Throughout the week I have been feeling curious soreness in my lower back on the sides, but I brushed it off to being sedentary for too long.
This Sunday morning (though some may have called it Saturday night still) I woke up in a pool of sweat and found out that I was peeing blood again, only worse than before in color and pain. Upset, I ended up in the hospital for the second time within a week. I was a crying wreck, which I think helped me get help a lot faster than the week before...despite the overdosed druggies and drunks permeating the ER floor again. I was answering questions between sobs and a flood of texts messages and phone calls to family in the US.
The doctors speculated that my previous doctors were not as thorough as they should have been, and that my antibiotics dosage was not strong enough for what I was battling. Ultimately, they thought that the UTI had crept into my kidneys a bit.
I ended up staying there for about 7 hours and got an IV drip with some powerful antibiotics, bled a good amount, and was kept in a more private room until later in the day for a thorough ultrasound evaluation.
What a harrowing experience.
The good news is that my kidneys are alright, aside from the infection, and I was released with a prescription that should stomp out my infection (finally). I have to go to the doctor in a few days for a follow up to make sure the medicines are actually working this time. After this fiasco, I hope to not need a doctor again for a while.
This time at the hospital, doctors were not shy to observe/admit that last week's doctors messed up on me. I heard doctors say with scorn, "Why on earth would they have prescribed you with that antibiotic?

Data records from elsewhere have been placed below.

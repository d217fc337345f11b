//! Manuscript display widget

use ratatui::{
    buffer::Buffer,
    layout::Rect,
    text::{Line, Span},
    widgets::{Block, Borders, Paragraph, Widget, Wrap},
};

use crate::ui::theme::StudioTheme;

/// Widget for displaying the manuscript text
pub struct ManuscriptWidget<'a> {
    title: &'a str,
    genre: &'a str,
    body: &'a str,
    scroll: usize,
    theme: &'a StudioTheme,
    focused: bool,
    insert_mode: bool,
}

impl<'a> ManuscriptWidget<'a> {
    pub fn new(title: &'a str, genre: &'a str, body: &'a str, theme: &'a StudioTheme) -> Self {
        Self {
            title,
            genre,
            body,
            scroll: 0,
            theme,
            focused: false,
            insert_mode: false,
        }
    }

    pub fn scroll(mut self, scroll: usize) -> Self {
        self.scroll = scroll;
        self
    }

    pub fn focused(mut self, focused: bool) -> Self {
        self.focused = focused;
        self
    }

    pub fn insert_mode(mut self, insert: bool) -> Self {
        self.insert_mode = insert;
        self
    }
}

impl Widget for ManuscriptWidget<'_> {
    fn render(self, area: Rect, buf: &mut Buffer) {
        let block_title = format!(" {} ({}) ", self.title, self.genre);
        let block = Block::default()
            .title(Span::styled(block_title, self.theme.title_style()))
            .borders(Borders::ALL)
            .border_style(self.theme.border_style(self.focused));

        let inner = block.inner(area);
        block.render(area, buf);

        let mut lines: Vec<Line> = self
            .body
            .lines()
            .map(|line| Line::from(line.to_string()))
            .collect();

        if self.body.is_empty() {
            lines.push(Line::from(Span::styled(
                "Press 'i' and start writing.",
                self.theme.muted_style(),
            )));
        } else if self.insert_mode {
            // Visible caret at the end of the text while typing
            match lines.last_mut() {
                Some(last) if !self.body.ends_with('\n') => last.push_span("_"),
                _ => lines.push(Line::from("_")),
            }
        }

        // Cap scroll to keep the last line visible
        let height = inner.height as usize;
        let max_scroll = lines.len().saturating_sub(height);
        let scroll = self.scroll.min(max_scroll);

        Paragraph::new(lines)
            .wrap(Wrap { trim: false })
            .scroll((scroll as u16, 0))
            .render(inner, buf);
    }
}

That would not have done the trick! Is that even used for UTI cases?!" And, "They didn't do an ultrasound on you last week??" Let me point out that I was in the same hospital as I was in the week before.
In another instance, I heard one young doctor admit that hearing someone referring to her as "Doctor" was soooooo weird. And another doctor said to me, "We clearly did not do right on you last week since you're back in here."

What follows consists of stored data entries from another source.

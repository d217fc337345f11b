//! Render orchestration for the studio TUI

use ratatui::{
    layout::{Constraint, Direction, Layout, Rect},
    text::{Line, Span},
    widgets::{Block, Borders, Clear, Paragraph, Wrap},
    Frame,
};

use crate::app::{App, InputMode};
use crate::ui::widgets::{ManuscriptWidget, RosterWidget, StatusBarWidget};

/// Which panel is focused
#[derive(Debug, Clone, Copy, PartialEq, Eq, Default)]
pub enum FocusedPanel {
    #[default]
    Manuscript,
    Roster,
}

/// Overlay types
#[derive(Debug, Clone, Copy, PartialEq, Eq)]
pub enum Overlay {
    Help,
    AgeGate,
}

/// Main render function
pub fn render(frame: &mut Frame, app: &App) {
    let area = frame.area();

    let rows = Layout::default()
        .direction(Direction::Vertical)
        .constraints([Constraint::Min(3), Constraint::Length(1)])
        .split(area);

    let panels = Layout::default()
        .direction(Direction::Horizontal)
        .constraints([Constraint::Percentage(72), Constraint::Percentage(28)])
        .split(rows[0]);

    let draft = app.session.draft();

    let manuscript = ManuscriptWidget::new(
        &draft.title,
        draft.genre.name(),
        &draft.body,
        &app.theme,
    )
    .scroll(app.scroll)
    .focused(matches!(app.focused_panel, FocusedPanel::Manuscript))
    .insert_mode(app.input_mode == InputMode::Insert);
    frame.render_widget(manuscript, panels[0]);

    let roster = RosterWidget::new(draft, &app.theme)
        .focused(matches!(app.focused_panel, FocusedPanel::Roster));
    frame.render_widget(roster, panels[1]);

    let status_bar = StatusBarWidget::new(app.input_mode, &app.theme)
        .command_buffer(app.command_buffer())
        .status(app.status_message())
        .last_saved(app.session.last_saved());
    frame.render_widget(status_bar, rows[1]);

    // Render overlay if present
    if let Some(overlay) = app.overlay() {
        render_overlay(frame, app, *overlay, area);
    }
}

fn render_overlay(frame: &mut Frame, app: &App, overlay: Overlay, area: Rect) {
    match overlay {
        Overlay::Help => render_help(frame, app, area),
        Overlay::AgeGate => render_age_gate(frame, app, area),
    }
}

fn render_help(frame: &mut Frame, app: &App, area: Rect) {
    let lines = vec![
        Line::from(Span::styled("Keys", app.theme.title_style())),
        Line::from("  i        write into the manuscript"),
        Line::from("  Esc      back to normal mode"),
        Line::from("  j/k g/G  scroll, top, bottom"),
        Line::from("  Tab      switch panel focus"),
        Line::from("  s        save snapshot    m  ask the muse"),
        Line::from("  q        quit"),
        Line::from(""),
        Line::from(Span::styled("Commands", app.theme.title_style())),
        Line::from("  :w :q :wq :export"),
        Line::from("  :title <t>   :genre <g>   :genres"),
        Line::from("  :char add <name> [; bio]  :char rm <id>"),
        Line::from("  :notes <text>   :adult on|off   :key <value>"),
        Line::from("  :suggest   :cover"),
        Line::from(""),
        Line::from(Span::styled("Esc or ? to close", app.theme.muted_style())),
    ];

    let popup = centered_rect(area, 56, (lines.len() + 2) as u16);
    frame.render_widget(Clear, popup);
    frame.render_widget(
        Paragraph::new(lines).wrap(Wrap { trim: false }).block(
            Block::default()
                .title(" Help ")
                .borders(Borders::ALL)
                .border_style(app.theme.border_style(true)),
        ),
        popup,
    );
}

fn render_age_gate(frame: &mut Frame, app: &App, area: Rect) {
    let lines = vec![
        Line::from("Adult genre options are age-restricted."),
        Line::from(""),
        Line::from("Are you 18 or older?"),
        Line::from(""),
        Line::from(Span::styled("  y - yes      n - no", app.theme.title_style())),
    ];

    let popup = centered_rect(area, 46, (lines.len() + 2) as u16);
    frame.render_widget(Clear, popup);
    frame.render_widget(
        Paragraph::new(lines).block(
            Block::default()
                .title(" Age Check ")
                .borders(Borders::ALL)
                .border_style(app.theme.border_style(true)),
        ),
        popup,
    );
}

/// A fixed-size rect centered in `area`.
fn centered_rect(area: Rect, width: u16, height: u16) -> Rect {
    let width = width.min(area.width);
    let height = height.min(area.height);
    Rect {
        x: area.x + (area.width - width) / 2,
        y: area.y + (area.height - height) / 2,
        width,
        height,
    }
}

Throughout my confusing and tiring journey through the corridors of the hospital, I felt confronted with a lot of apprehension whenever I heard doctors made these remarks. I kept thinking in response, "If they said that in the US, they'd have a malpractice lawsuit on their hands!" Part of me was relieved to hear the doctors criticize their fellow medical colleagues because it helped me feel like it was not my fault I was in the hospital a second time for the same problem (despite trying really hard to take care of myself). Another part of me, however, felt less sure of the treatment I was getting because of their doubts around their predecessors' treatments on me. Weren't they all working on the same team?
I talked to an Aussie I know in the medical world, and they let me know that Australian-based doctors do joke about how so many things in the US system - in words or actions - would get them sued.
During my stay, locals have questioned me in amazement about the lawsuit culture of the US, and have asked me questions about people living in fear of getting sued, or living with hopes of suing. What is it like to know that no one is safe from the legal hounds?
It is kind of a joke that Americans are so susceptible to lawsuits, I agree. However, as a scared and sick short-stay patient, more votes of confidence from the medical team would have helped me ease my anxiety while I was there. My blood pressure was wild as I battled minor panic attacks, and I felt like I had to think of even more questions to ask before leaving the hospital to make sure that I was getting the right treatment. With little to no sleep all night, making sure that I had asked enough questions was frustrating and only made me more worried.
Also, this is the second time in the last few months (if you recall/heard) where I have had to go to the doctor's office soon for a persistent problem, and the more recent doctor begins to question the actions of the previous doctor, as I was not given the right treatment.
It is so bizarre to miss the American healthcare system while I am in a developed country with a perfectly acceptable medical industry, simply because I am not quite sure the doctors are doing a good job of ensuring my healing process.
Edited note: I understand that doctors in the US likely make as many mistakes as they do in Australia. What I am trying to illustration is that how they express it to me as a patient did not make me feel better, but more anxious. Wording their thoughts differently to me, I suspect, would have given me some more peace of mind while I managed the pain and fear I had.